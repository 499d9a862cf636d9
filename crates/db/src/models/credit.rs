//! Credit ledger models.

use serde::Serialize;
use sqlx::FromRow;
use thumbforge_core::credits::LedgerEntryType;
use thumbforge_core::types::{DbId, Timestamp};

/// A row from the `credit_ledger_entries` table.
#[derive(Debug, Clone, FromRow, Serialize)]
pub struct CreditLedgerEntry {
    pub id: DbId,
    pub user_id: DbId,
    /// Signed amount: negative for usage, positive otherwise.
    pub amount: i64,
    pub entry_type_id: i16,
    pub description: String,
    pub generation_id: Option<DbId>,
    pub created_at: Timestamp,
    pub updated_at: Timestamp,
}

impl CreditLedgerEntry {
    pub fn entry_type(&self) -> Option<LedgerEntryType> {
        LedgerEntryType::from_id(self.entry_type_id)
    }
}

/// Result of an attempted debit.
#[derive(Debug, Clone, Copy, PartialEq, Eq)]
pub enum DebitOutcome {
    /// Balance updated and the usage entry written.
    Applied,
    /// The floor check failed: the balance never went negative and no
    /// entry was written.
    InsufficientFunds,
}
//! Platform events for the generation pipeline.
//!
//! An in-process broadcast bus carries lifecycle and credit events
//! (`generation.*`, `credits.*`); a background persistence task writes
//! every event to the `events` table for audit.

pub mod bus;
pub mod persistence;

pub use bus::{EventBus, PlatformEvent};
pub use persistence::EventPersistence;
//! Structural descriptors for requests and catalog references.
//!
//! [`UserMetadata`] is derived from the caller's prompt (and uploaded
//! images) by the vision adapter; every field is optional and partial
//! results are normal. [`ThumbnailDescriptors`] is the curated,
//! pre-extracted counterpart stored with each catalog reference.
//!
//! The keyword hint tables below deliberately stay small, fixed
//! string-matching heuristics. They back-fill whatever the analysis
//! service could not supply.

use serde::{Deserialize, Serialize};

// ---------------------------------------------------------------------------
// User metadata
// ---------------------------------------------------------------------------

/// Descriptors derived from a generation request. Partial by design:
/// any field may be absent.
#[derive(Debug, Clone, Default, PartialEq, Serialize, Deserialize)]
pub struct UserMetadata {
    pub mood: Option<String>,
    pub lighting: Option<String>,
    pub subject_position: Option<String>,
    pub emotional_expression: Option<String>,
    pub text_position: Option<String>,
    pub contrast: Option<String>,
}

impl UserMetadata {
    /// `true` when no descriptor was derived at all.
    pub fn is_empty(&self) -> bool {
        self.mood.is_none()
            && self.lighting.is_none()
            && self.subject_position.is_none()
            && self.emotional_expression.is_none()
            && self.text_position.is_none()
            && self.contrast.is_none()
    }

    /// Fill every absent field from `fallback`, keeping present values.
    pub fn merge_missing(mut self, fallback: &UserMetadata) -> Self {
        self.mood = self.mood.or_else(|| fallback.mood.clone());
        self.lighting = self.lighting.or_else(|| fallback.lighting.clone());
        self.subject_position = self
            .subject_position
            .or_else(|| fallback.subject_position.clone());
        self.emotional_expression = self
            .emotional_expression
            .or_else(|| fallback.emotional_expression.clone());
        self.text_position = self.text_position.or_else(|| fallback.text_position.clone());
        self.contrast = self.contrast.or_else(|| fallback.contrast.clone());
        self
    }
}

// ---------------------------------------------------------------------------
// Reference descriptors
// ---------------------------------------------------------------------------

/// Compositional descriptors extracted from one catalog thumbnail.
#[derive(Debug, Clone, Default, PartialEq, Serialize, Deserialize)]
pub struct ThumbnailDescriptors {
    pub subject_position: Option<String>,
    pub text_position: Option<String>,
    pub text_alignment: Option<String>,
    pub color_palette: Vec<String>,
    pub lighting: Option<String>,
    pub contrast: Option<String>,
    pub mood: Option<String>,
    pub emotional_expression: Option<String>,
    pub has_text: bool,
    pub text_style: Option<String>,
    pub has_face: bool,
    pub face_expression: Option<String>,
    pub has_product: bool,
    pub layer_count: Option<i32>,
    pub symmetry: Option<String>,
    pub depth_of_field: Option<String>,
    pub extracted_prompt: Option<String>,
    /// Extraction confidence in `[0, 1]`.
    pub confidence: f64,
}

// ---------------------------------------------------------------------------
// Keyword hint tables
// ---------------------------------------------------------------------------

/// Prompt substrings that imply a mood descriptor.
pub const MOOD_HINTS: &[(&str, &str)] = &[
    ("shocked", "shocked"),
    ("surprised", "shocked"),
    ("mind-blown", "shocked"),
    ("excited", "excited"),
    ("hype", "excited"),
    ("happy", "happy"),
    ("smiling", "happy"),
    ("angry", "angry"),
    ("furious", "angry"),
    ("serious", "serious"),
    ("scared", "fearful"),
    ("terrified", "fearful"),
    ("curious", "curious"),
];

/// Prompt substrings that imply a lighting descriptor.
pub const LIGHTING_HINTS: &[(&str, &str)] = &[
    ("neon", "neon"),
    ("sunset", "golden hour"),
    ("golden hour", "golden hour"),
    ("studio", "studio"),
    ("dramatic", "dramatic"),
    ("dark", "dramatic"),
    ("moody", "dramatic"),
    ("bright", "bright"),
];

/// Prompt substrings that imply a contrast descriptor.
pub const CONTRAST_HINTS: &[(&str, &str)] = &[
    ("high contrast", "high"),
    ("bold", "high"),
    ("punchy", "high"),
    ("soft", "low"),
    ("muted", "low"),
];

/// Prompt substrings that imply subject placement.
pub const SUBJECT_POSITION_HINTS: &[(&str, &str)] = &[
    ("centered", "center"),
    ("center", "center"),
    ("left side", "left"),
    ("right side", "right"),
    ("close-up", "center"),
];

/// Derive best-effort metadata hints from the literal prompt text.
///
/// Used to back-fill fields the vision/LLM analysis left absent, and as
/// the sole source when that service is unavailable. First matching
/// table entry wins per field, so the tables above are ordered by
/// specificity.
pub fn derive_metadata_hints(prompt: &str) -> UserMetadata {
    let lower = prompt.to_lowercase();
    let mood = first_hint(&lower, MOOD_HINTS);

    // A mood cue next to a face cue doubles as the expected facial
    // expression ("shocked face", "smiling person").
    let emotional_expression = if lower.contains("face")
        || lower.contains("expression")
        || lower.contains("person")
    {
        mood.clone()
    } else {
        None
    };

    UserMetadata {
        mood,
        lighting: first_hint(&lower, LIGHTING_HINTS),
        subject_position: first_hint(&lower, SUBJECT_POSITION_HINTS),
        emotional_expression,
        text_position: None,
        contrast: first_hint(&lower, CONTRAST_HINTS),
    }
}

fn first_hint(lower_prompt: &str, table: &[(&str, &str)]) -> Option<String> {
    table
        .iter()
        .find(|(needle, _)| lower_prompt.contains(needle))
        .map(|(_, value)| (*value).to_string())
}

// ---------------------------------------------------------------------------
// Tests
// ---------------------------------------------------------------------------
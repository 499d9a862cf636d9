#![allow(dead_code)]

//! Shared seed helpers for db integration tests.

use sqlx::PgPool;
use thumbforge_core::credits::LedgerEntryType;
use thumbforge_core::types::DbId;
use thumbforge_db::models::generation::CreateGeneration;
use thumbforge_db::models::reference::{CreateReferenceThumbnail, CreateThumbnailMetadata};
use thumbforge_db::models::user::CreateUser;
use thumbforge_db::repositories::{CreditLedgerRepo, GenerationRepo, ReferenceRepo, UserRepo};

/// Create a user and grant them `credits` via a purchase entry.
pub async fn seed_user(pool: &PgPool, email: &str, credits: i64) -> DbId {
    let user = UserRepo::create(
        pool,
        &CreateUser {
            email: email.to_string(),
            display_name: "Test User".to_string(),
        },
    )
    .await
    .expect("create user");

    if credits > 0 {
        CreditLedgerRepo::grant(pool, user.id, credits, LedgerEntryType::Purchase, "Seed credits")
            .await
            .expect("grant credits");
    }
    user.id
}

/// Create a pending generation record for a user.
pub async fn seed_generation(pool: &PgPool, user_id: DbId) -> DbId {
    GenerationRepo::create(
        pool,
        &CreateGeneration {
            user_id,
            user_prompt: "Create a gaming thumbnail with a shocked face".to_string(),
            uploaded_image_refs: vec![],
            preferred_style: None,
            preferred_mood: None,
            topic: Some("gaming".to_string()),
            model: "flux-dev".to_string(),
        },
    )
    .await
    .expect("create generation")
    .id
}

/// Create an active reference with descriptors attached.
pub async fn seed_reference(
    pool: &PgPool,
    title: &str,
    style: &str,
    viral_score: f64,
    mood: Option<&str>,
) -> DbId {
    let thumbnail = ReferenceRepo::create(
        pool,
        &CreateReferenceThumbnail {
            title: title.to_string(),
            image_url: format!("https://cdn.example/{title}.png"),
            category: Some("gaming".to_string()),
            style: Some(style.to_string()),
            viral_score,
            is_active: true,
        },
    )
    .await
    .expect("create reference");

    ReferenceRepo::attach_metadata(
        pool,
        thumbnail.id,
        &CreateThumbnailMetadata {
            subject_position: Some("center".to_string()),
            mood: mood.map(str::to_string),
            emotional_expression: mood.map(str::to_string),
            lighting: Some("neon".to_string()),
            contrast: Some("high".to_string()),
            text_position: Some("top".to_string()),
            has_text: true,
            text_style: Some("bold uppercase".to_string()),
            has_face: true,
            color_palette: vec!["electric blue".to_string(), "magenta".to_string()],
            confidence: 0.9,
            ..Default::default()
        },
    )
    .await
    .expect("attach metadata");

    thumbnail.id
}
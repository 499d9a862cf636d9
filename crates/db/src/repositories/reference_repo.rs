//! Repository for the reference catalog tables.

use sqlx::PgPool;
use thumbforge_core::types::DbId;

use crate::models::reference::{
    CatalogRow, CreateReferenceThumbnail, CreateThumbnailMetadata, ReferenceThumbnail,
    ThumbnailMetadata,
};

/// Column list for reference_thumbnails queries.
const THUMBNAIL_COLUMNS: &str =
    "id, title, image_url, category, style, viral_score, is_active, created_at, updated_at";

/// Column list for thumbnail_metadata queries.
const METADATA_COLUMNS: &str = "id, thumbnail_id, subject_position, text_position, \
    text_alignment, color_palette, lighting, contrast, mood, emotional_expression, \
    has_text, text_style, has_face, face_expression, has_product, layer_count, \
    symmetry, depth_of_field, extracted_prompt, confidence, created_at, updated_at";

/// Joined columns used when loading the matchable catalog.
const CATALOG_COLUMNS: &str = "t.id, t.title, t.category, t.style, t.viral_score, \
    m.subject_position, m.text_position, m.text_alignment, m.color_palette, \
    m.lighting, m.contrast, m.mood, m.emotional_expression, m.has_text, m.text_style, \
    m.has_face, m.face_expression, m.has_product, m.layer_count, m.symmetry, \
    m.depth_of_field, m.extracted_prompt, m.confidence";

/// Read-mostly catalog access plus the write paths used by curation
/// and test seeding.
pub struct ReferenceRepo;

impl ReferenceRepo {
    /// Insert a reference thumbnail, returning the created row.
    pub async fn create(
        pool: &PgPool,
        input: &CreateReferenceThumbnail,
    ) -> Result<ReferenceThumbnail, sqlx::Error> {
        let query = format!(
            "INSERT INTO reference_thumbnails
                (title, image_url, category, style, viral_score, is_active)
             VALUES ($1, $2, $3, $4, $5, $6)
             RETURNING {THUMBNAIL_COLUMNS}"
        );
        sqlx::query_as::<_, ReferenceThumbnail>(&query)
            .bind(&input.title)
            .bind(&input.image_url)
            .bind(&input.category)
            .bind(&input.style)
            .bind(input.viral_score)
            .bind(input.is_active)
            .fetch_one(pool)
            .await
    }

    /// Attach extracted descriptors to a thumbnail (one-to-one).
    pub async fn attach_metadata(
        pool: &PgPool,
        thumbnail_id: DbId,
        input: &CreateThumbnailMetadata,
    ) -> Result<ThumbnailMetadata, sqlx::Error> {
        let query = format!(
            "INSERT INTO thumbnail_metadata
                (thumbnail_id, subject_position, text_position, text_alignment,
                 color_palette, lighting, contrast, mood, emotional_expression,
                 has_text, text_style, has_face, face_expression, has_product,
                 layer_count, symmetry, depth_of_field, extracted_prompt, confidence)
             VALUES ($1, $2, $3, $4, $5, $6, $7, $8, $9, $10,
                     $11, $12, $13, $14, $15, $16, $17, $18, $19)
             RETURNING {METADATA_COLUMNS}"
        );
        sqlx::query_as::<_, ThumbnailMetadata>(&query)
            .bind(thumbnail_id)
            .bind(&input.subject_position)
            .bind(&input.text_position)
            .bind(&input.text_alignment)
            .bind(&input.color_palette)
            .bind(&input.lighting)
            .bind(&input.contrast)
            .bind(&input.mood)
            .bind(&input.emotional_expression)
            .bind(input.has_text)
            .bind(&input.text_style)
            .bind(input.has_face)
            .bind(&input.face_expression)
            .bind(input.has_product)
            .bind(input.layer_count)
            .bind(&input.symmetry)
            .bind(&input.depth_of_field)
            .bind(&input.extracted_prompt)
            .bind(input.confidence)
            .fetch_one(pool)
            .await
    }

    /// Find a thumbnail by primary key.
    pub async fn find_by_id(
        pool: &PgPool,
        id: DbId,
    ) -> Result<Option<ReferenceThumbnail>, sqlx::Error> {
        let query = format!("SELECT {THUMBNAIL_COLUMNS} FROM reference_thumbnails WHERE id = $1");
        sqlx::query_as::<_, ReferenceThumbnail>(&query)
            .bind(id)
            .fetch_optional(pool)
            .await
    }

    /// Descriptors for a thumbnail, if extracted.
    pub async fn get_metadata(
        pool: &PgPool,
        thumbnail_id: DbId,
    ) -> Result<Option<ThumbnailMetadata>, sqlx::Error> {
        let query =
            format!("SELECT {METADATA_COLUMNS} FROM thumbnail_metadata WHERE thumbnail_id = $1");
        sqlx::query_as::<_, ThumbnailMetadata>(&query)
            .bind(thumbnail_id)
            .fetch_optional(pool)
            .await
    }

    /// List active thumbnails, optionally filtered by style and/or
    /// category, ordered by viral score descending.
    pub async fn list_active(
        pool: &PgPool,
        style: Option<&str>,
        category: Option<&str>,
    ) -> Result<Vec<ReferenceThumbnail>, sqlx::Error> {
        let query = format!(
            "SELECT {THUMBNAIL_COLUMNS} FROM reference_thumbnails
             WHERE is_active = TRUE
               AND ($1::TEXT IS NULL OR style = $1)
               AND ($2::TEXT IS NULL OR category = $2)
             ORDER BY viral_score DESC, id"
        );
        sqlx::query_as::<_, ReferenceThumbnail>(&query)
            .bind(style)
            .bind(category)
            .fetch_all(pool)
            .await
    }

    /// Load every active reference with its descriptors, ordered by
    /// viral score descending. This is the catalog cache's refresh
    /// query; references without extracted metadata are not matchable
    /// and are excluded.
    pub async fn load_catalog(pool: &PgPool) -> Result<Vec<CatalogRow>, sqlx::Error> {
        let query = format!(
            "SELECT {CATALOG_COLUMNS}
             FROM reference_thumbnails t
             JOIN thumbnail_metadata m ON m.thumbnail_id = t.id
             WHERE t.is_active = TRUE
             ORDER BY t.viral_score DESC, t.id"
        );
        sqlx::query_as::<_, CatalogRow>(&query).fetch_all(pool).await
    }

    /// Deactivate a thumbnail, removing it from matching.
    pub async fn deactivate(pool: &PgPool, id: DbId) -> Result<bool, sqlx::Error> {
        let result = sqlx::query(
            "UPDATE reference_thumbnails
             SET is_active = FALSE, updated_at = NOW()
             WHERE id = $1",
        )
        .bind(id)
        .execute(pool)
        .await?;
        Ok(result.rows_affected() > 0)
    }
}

--------------------------------------------------

Retype, exactly as written, everything from the first line of the data above through the line containing "an attempted debit.". Nothing else should appear.

■ Solution to this task ■
repository 499d9a862cf636d9
filename crates/db/src/models/credit.rs
//! Credit ledger models.

use serde::Serialize;
use sqlx::FromRow;
use thumbforge_core::credits::LedgerEntryType;
use thumbforge_core::types::{DbId, Timestamp};

/// A row from the `credit_ledger_entries` table.
#[derive(Debug, Clone, FromRow, Serialize)]
pub struct CreditLedgerEntry {
    pub id: DbId,
    pub user_id: DbId,
    /// Signed amount: negative for usage, positive otherwise.
    pub amount: i64,
    pub entry_type_id: i16,
    pub description: String,
    pub generation_id: Option<DbId>,
    pub created_at: Timestamp,
    pub updated_at: Timestamp,
}

impl CreditLedgerEntry {
    pub fn entry_type(&self) -> Option<LedgerEntryType> {
        LedgerEntryType::from_id(self.entry_type_id)
    }
}

/// Result of an attempted debit.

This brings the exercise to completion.